I first learned about the concept of Universal Design in college. The term was coined by Ron Mace, the architect at North Carolina State University. A very simplified definition of Universal Design is “the design of products and environments to be usable by all people, to the greatest extent possible, without the need for adaptation or specialized design.” —Center for Universal Design, North Carolina State University, Ron Mace Initially this was applied to the design of buildings to legally meet the requirements of the Americans with Disabilities Act and Section 504 of the Rehabilitation Act. Architects quickly realized that it is significantly cheaper to design a building with an elevator and a handicapped accessible ramp than it is to add them in after the fact.  

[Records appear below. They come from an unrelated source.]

//! Scoped cluster acquisition.
//!
//! [`run_case`] brings up the environment, hands the body a [`Case`], and
//! tears the environment down afterwards whether the body returned `Ok`,
//! returned an error, or panicked. Node logs are therefore persisted even
//! for cases that fail half-way through setup.

use std::future::Future;
use std::panic::AssertUnwindSafe;
use std::time::{Duration, Instant};

use futures::FutureExt;
use rill_client::{Limits, SharedClient, Subscription};
use rill_cluster::{Cluster, TeardownReport};
use rill_sim::{SimBroker, SubscriptionStats};
use rill_workload::Oracle;
use tracing::{info, warn};
use tracing_subscriber::EnvFilter;
use uuid::Uuid;

use crate::environment::Environment;
use crate::error::{CaseError, Result};

/// Environment variable holding the log filter for test runs.
pub const LOG_ENV: &str = "RILL_LOG";

const POLL_INTERVAL: Duration = Duration::from_millis(10);

/// Installs the process-wide `tracing` subscriber.
///
/// Safe to call from every test; only the first call has an effect.
pub fn init_logging() {
    let filter = EnvFilter::try_from_env(LOG_ENV).unwrap_or_else(|_| EnvFilter::new("info"));
    let _ = tracing_subscriber::fmt()
        .with_env_filter(filter)
        .with_test_writer()
        .try_init();
}

/// What a test-case body gets to work with.
///
/// Cheap to clone; every clone talks to the same nodes.
#[derive(Clone)]
pub struct Case {
    name: String,
    run_id: Uuid,
    clients: Vec<SharedClient>,
    limits: Limits,
    sim: Option<SimBroker>,
}

impl Case {
    /// Returns the case name.
    #[must_use]
    pub fn name(&self) -> &str {
        &self.name
    }

    /// Returns the run identifier that tags this case's logs.
    #[must_use]
    pub const fn run_id(&self) -> Uuid {
        self.run_id
    }

    /// Returns the client of the first node.
    #[must_use]
    pub fn client(&self) -> SharedClient {
        self.clients[0].clone()
    }

    /// Returns the client of node `index`, wrapping around the node count.
    #[must_use]
    pub fn node(&self, index: usize) -> SharedClient {
        self.clients[index % self.clients.len()].clone()
    }

    /// Returns one client per node.
    #[must_use]
    pub fn nodes(&self) -> &[SharedClient] {
        &self.clients
    }

    /// Returns the broker limits in effect.
    #[must_use]
    pub const fn limits(&self) -> Limits {
        self.limits
    }

    /// Returns a fresh name with the given prefix, unique across runs.
    #[must_use]
    pub fn unique(&self, prefix: &str) -> String {
        let suffix = Uuid::new_v4().simple().to_string();
        format!("{prefix}-{}", &suffix[..12])
    }

    /// Creates a stream with a fresh name through the first node.
    ///
    /// # Errors
    /// Returns a contract failure if the broker rejects it.
    pub async fn create_stream(&self) -> Result<String> {
        let name = self.unique("stream");
        self.client()
            .create_stream(&name)
            .await
            .map_err(|e| CaseError::contract(format!("create stream {name}"), &e))?;
        Ok(name)
    }

    /// Creates a subscription with a fresh id on `stream`.
    ///
    /// # Errors
    /// Returns a contract failure if the broker rejects it.
    pub async fn create_subscription(&self, stream: &str, ack_timeout: Duration) -> Result<String> {
        let id = self.unique("sub");
        self.client()
            .create_subscription(&Subscription::new(&id, stream, ack_timeout))
            .await
            .map_err(|e| CaseError::contract(format!("create subscription {id} on {stream}"), &e))?;
        Ok(id)
    }

    /// Returns an oracle consuming through the first node.
    #[must_use]
    pub fn oracle(&self) -> Oracle {
        Oracle::new(self.client())
    }

    /// Returns dispatch counters of a subscription, when the broker is
    /// simulated.
    #[must_use]
    pub fn subscription_stats(&self, id: &str) -> Option<SubscriptionStats> {
        self.sim.as_ref()?.subscription_stats(id)
    }

    /// Polls `ready` until it holds.
    ///
    /// # Errors
    /// Returns `Timeout` naming `what` if it does not hold within `bound`.
    pub async fn wait_until(
        &self,
        what: &str,
        bound: Duration,
        mut ready: impl FnMut(&Self) -> bool,
    ) -> Result<()> {
        let deadline = Instant::now() + bound;
        while !ready(self) {
            if Instant::now() >= deadline {
                return Err(CaseError::Timeout {
                    what: what.to_string(),
                    waited: bound,
                });
            }
            tokio::time::sleep(POLL_INTERVAL).await;
        }
        Ok(())
    }
}

/// Resources released at teardown.
enum Backend {
    Simulated(SimBroker),
    Orchestrated(Cluster),
}

impl Backend {
    async fn teardown(self) -> Option<TeardownReport> {
        match self {
            Self::Simulated(broker) => {
                drop(broker);
                None
            }
            Self::Orchestrated(cluster) => Some(cluster.stop().await),
        }
    }
}

async fn acquire(name: &str, env: Environment) -> Result<(Case, Backend)> {
    match env {
        Environment::Simulated(config) => {
            let broker = SimBroker::start(config).map_err(|e| CaseError::Infrastructure {
                message: format!("failed to start simulated broker: {e}"),
            })?;
            let case = Case {
                name: name.to_string(),
                run_id: Uuid::new_v4(),
                clients: broker.clients(),
                limits: broker.limits(),
                sim: Some(broker.clone()),
            };
            Ok((case, Backend::Simulated(broker)))
        }
        Environment::Orchestrated { config, factory } => {
            let cluster = Cluster::start(&config, name).await?;
            let mut clients = Vec::new();
            for address in cluster.broker_addresses() {
                match factory.connect(&address).await {
                    Ok(client) => clients.push(client),
                    Err(e) => {
                        let report = cluster.stop().await;
                        log_teardown(name, &report);
                        return Err(CaseError::Infrastructure {
                            message: format!("failed to connect to {address}: {e}"),
                        });
                    }
                }
            }
            let case = Case {
                name: name.to_string(),
                run_id: cluster.run_id(),
                clients,
                limits: Limits::new(),
                sim: None,
            };
            Ok((case, Backend::Orchestrated(cluster)))
        }
    }
}

fn log_teardown(name: &str, report: &TeardownReport) {
    if report.is_clean() {
        info!(
            case = name,
            run_id = %report.run_id,
            logs = report.log_files.len(),
            "teardown complete"
        );
    } else {
        warn!(
            case = name,
            run_id = %report.run_id,
            errors = ?report.errors,
            "teardown was not clean"
        );
    }
}

/// Runs one test case in `env`.
///
/// The environment is acquired before `body` runs and released after it
/// finishes, including when it panics; the panic is then resumed so the
/// test still fails with the panic message. Begin and end markers with
/// the elapsed time are logged around the case.
///
/// # Errors
/// Returns `Infrastructure` or `Timeout` if the environment cannot be
/// acquired, otherwise whatever `body` returned.
pub async fn run_case<F, Fut>(name: &str, env: Environment, body: F) -> Result<()>
where
    F: FnOnce(Case) -> Fut,
    Fut: Future<Output = Result<()>>,
{
    init_logging();
    let started = Instant::now();
    info!(case = name, ?env, "BEGIN");

    let (case, backend) = match acquire(name, env).await {
        Ok(acquired) => acquired,
        Err(e) => {
            warn!(case = name, error = %e, "environment unavailable");
            return Err(e);
        }
    };
    let run_id = case.run_id();

    let outcome = AssertUnwindSafe(body(case)).catch_unwind().await;

    if let Some(report) = backend.teardown().await {
        log_teardown(name, &report);
    }
    let elapsed_ms = u64::try_from(started.elapsed().as_millis()).unwrap_or(u64::MAX);

    match outcome {
        Ok(Ok(())) => {
            info!(case = name, %run_id, elapsed_ms, "END passed");
            Ok(())
        }
        Ok(Err(e)) => {
            warn!(case = name, %run_id, elapsed_ms, error = %e, "END failed");
            Err(e)
        }
        Err(panic) => {
            warn!(case = name, %run_id, elapsed_ms, "END panicked");
            std::panic::resume_unwind(panic)
        }
    }
}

Universal Design has since been applied to learning as well. Rather than accommodating students after the fact, lessons and curriculum should have multiple components already “designed in” to address the specific learning needs of every student in the classroom. Research shows that every student has different learning strengths and weaknesses. Gifted students have weak areas while students with learning disabilities have soaring strengths. Therefore information cannot be presented in only one way. In addition we cannot expect students to express what they have learned in only one way.


The old adage “one size does not fit all” should be applied in our classrooms! Todd Rose, a high school dropout turned Harvard faculty, addresses the challenges that schools face when they design a learning environment to fit the “average” student. As he so eloquently states in his Ted Talk on June 19, 2013 at TedxSonomaCounty, “we’ve created learning environments that because they are designed on average cannot possibly do what we expect them to do.” I encourage you to watch the video of Todd Rose’s Ted Talk in its entirety: https://youtu.be/4eBmyttcfU4 In his example of a classroom that embraced trying a new approach, Rose makes abundantly clear that “simple solutions can have a profound impact on individuals.” Let us not be afraid to make changes in our classrooms and homes that allow our students the opportunity to excel.